Our study results have several implications. Firstly, we have demonstrated what information nephrologists feel needs to be conveyed on the discharge summary for chronic dialysis patients. This information can be used in the development of a discharge summary tool in which items specifically adapted to dialysis patients can be added when these patients are hospitalized. Ultimately, such a modification will lead to improved discharge summary quality for dialysis patients which may lead to less medical errors and improved quality of care. Secondly, we have found that a majority of nephrologists are willing to collaborate in the process of discharge summary creation. Such an approach should aid in the accuracy of information contained within the discharge summary but may come at the expense of its timely transmission. This would be the case if the nephrologist was unable to complete the appropriate section of the discharge summary by a certain time, possibly due to a lack of awareness of the discharge date of the patient or a heavy workload. Finally, our study results raise awareness among hospital physicians as to the importance of the continuity of care of chronic dialysis patients after discharge.

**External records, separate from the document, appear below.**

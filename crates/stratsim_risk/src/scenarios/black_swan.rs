//! Preset black-swan scenarios.
//!
//! Four rare, high-impact event templates with base probabilities that are
//! adjusted for the industry and the analysis horizon.

use std::collections::BTreeMap;

use super::analysis::{ScenarioAnalysis, ScenarioType};

/// Severity score attached to every black-swan outcome.
pub const BLACK_SWAN_SEVERITY: f64 = 0.8;

/// Impact score attached to every black-swan outcome.
pub const BLACK_SWAN_IMPACT_SCORE: f64 = 0.9;

const MITIGATION_STRATEGIES: [&str; 5] = [
    "Develop contingency plans",
    "Diversify risk exposure",
    "Build financial reserves",
    "Implement early warning systems",
    "Create crisis management protocols",
];

/// Black-swan event templates.
#[derive(Clone, Copy, Debug, PartialEq, Eq, Hash)]
pub enum BlackSwanEvent {
    /// Global pandemic.
    Pandemic,
    /// Capital-markets crisis.
    FinancialCrisis,
    /// Major security breach.
    CyberAttack,
    /// Sudden regulatory change.
    RegulatoryShock,
}

impl BlackSwanEvent {
    /// All templates, in reporting order.
    pub fn all() -> [Self; 4] {
        [
            Self::Pandemic,
            Self::FinancialCrisis,
            Self::CyberAttack,
            Self::RegulatoryShock,
        ]
    }

    /// Human-readable name.
    pub fn name(&self) -> &'static str {
        match self {
            Self::Pandemic => "Pandemic",
            Self::FinancialCrisis => "Financial Crisis",
            Self::CyberAttack => "Cyber Attack",
            Self::RegulatoryShock => "Regulatory Shock",
        }
    }

    /// Get description.
    pub fn description(&self) -> &'static str {
        match self {
            Self::Pandemic => "Global pandemic disrupting business operations",
            Self::FinancialCrisis => "Major financial crisis affecting capital markets",
            Self::CyberAttack => "Major cyber security breach or attack",
            Self::RegulatoryShock => "Sudden major regulatory change",
        }
    }

    /// Unadjusted probability over the analysis horizon.
    pub fn base_probability(&self) -> f64 {
        match self {
            Self::Pandemic => 0.05,
            Self::FinancialCrisis => 0.10,
            Self::CyberAttack => 0.15,
            Self::RegulatoryShock => 0.20,
        }
    }

    /// Channels through which the event hits the business.
    pub fn impact_factors(&self) -> &'static [&'static str] {
        match self {
            Self::Pandemic => &[
                "supply_chain_disruption",
                "demand_shock",
                "workforce_disruption",
            ],
            Self::FinancialCrisis => &["credit_crunch", "market_volatility", "currency_fluctuation"],
            Self::CyberAttack => &["data_breach", "system_downtime", "reputation_damage"],
            Self::RegulatoryShock => &[
                "compliance_costs",
                "business_model_disruption",
                "market_access",
            ],
        }
    }

    /// Quantitative assumptions; recovery and adaptation times are in months.
    pub fn assumptions(&self) -> &'static [(&'static str, f64)] {
        match self {
            Self::Pandemic => &[
                ("revenue_impact", -0.4),
                ("cost_increase", 0.2),
                ("recovery_time", 18.0),
            ],
            Self::FinancialCrisis => &[
                ("revenue_impact", -0.3),
                ("financing_cost_increase", 0.5),
                ("recovery_time", 24.0),
            ],
            Self::CyberAttack => &[
                ("revenue_impact", -0.2),
                ("recovery_cost", 1_000_000.0),
                ("recovery_time", 6.0),
            ],
            Self::RegulatoryShock => &[
                ("compliance_cost_increase", 0.3),
                ("revenue_impact", -0.15),
                ("adaptation_time", 12.0),
            ],
        }
    }

    /// Probability adjusted for industry and horizon, capped at 1.
    ///
    /// Industry (case-insensitive exact match): technology doubles cyber
    /// attacks; healthcare and financial raise pandemic and financial-crisis
    /// risk by half respectively. A horizon containing "long" scales by 1.5,
    /// one containing "short" by 0.5.
    pub fn adjusted_probability(&self, industry: &str, time_horizon: &str) -> f64 {
        let industry = industry.to_lowercase();
        let horizon = time_horizon.to_lowercase();

        let mut probability = self.base_probability();
        probability *= match (industry.as_str(), self) {
            ("technology", Self::CyberAttack) => 2.0,
            ("healthcare", Self::Pandemic) => 1.5,
            ("financial", Self::FinancialCrisis) => 1.5,
            _ => 1.0,
        };
        if horizon.contains("long") {
            probability *= 1.5;
        } else if horizon.contains("short") {
            probability *= 0.5;
        }
        probability.min(1.0)
    }

    /// Builds the scenario for this event.
    pub fn scenario(&self, industry: &str, time_horizon: &str) -> ScenarioAnalysis {
        let probability = self.adjusted_probability(industry, time_horizon);
        ScenarioAnalysis {
            scenario_name: format!("Black Swan: {}", self.name()),
            scenario_type: ScenarioType::BlackSwan,
            assumptions: self
                .assumptions()
                .iter()
                .map(|(k, v)| ((*k).to_string(), *v))
                .collect(),
            outcomes: BTreeMap::from([
                ("probability".to_string(), probability),
                ("severity".to_string(), BLACK_SWAN_SEVERITY),
                ("impact_score".to_string(), BLACK_SWAN_IMPACT_SCORE),
            ]),
            probability,
            impact_assessment: self.description().to_string(),
            risk_factors: self.impact_factors().iter().map(|f| f.to_string()).collect(),
            mitigation_strategies: MITIGATION_STRATEGIES.iter().map(|s| s.to_string()).collect(),
        }
    }
}

/// Builds all black-swan scenarios for an industry and horizon.
///
/// # Examples
///
/// ```rust
/// use stratsim_risk::scenarios::black_swan_scenarios;
///
/// let scenarios = black_swan_scenarios("Technology", "medium term");
/// assert_eq!(scenarios.len(), 4);
/// assert_eq!(scenarios[2].scenario_name, "Black Swan: Cyber Attack");
/// assert!((scenarios[2].probability - 0.30).abs() < 1e-12);
/// ```
pub fn black_swan_scenarios(industry: &str, time_horizon: &str) -> Vec<ScenarioAnalysis> {
    BlackSwanEvent::all()
        .iter()
        .map(|event| event.scenario(industry, time_horizon))
        .collect()
}

#[cfg(test)]
mod tests {
    use super::*;
    use approx::assert_relative_eq;

    #[test]
    fn test_base_probabilities() {
        let scenarios = black_swan_scenarios("retail", "medium");
        let probs: Vec<f64> = scenarios.iter().map(|s| s.probability).collect();
        assert_eq!(probs, vec![0.05, 0.10, 0.15, 0.20]);
        assert!(scenarios.iter().all(|s| s.scenario_type == ScenarioType::BlackSwan));
        assert!(scenarios.iter().all(|s| s.mitigation_strategies.len() == 5));
    }

    #[test]
    fn test_industry_adjustments() {
        assert_relative_eq!(
            BlackSwanEvent::Pandemic.adjusted_probability("HEALTHCARE", "medium"),
            0.075,
            epsilon = 1e-12
        );
        assert_relative_eq!(
            BlackSwanEvent::FinancialCrisis.adjusted_probability("financial", "medium"),
            0.15,
            epsilon = 1e-12
        );
        assert_relative_eq!(
            BlackSwanEvent::Pandemic.adjusted_probability("technology", "medium"),
            0.05,
            epsilon = 1e-12
        );
    }

    #[test]
    fn test_horizon_adjustments() {
        assert_relative_eq!(
            BlackSwanEvent::RegulatoryShock.adjusted_probability("retail", "Long-term"),
            0.30,
            epsilon = 1e-12
        );
        assert_relative_eq!(
            BlackSwanEvent::RegulatoryShock.adjusted_probability("retail", "short"),
            0.10,
            epsilon = 1e-12
        );
    }

    #[test]
    fn test_combined_adjustment() {
        // 0.15 * 2 * 1.5
        assert_relative_eq!(
            BlackSwanEvent::CyberAttack.adjusted_probability("technology", "long"),
            0.45,
            epsilon = 1e-12
        );
    }

    #[test]
    fn test_scenario_contents() {
        let s = BlackSwanEvent::CyberAttack.scenario("x", "y");
        assert_eq!(s.assumptions["recovery_cost"], 1_000_000.0);
        assert_eq!(s.outcomes["severity"], BLACK_SWAN_SEVERITY);
        assert_eq!(s.outcomes["probability"], s.probability);
        assert_eq!(s.risk_factors.len(), 3);
    }
}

Discharge summaries for specialized populations, such as patients on dialysis, present difficult choices. Not only do they have to convey information that is pertinent to the family physician in a concise and timely manner, but they also have to ensure that the content is of value to other physicians involved in the care of the discharged patient. We have demonstrated that a majority of nephrologists find the current practice of transferring discharge information for hospitalized dialysis patients grossly inadequate, which may lead to medical errors and lapses in care. Further research is needed to develop a discharge summary template for dialysis patients as a first step to improve the quality of transmitted discharge information.
Table 1.
N (%) | |
---|---|
How is discharge information most often conveyed between the discharging hospital and your dialysis unit? | |
Discharge summary | 8 (38) |
Handwritten note | 6 (28) |
In person | 3 (14) |
No communication | 1(5) |
None required | 1(5) |
Telephone conversation | 1(5) |
Is the current process of transferring discharge information adequate? | |
Yes | 8 (38) |
No | 13 (62) |
In the past year, how many adverse events or near misses can you attribute to inadequate transfer of discharge information? | |
0 | 5 (24) |
1–4 | 13 (62) |
5–9 | 2 (9) |
>10 | 1 (5) |
Would it be worthwhile to have dialysis-specific information contained within discharge summaries? | |
Yes | 17 (81) |
No | 4 (19) |
Would you be willing to participate in the creation of a dialysis-specific portion of the discharge summary for hospitalized dialysis patients? | |
Yes | 19 (91) |
No | 2 (9) |
Acknowledgments
We would like to thank all the nephrologists who participated in this study. Funding for this study was provided by grants from the Canadian Patient Safety Institute and St Michael’s Hospital. Ziv Harel has received a Master’s award from the Canadian Institutes for Health Research. Chaim Bell is supported by a Canadian Institutes of Health Research and Canadian Patient Safety Institute chair in Patient Safety and Continuity of Care. The funding agencies had no role in the design and conduct of the study, collection, management, analysis or interpretation of the data; or the preparation, review or approval of the manuscript.
Appendix
Footnotes
Disclosure
The authors declare no conflicts of interest in this work other than the funding outlined in the Acknowledgments.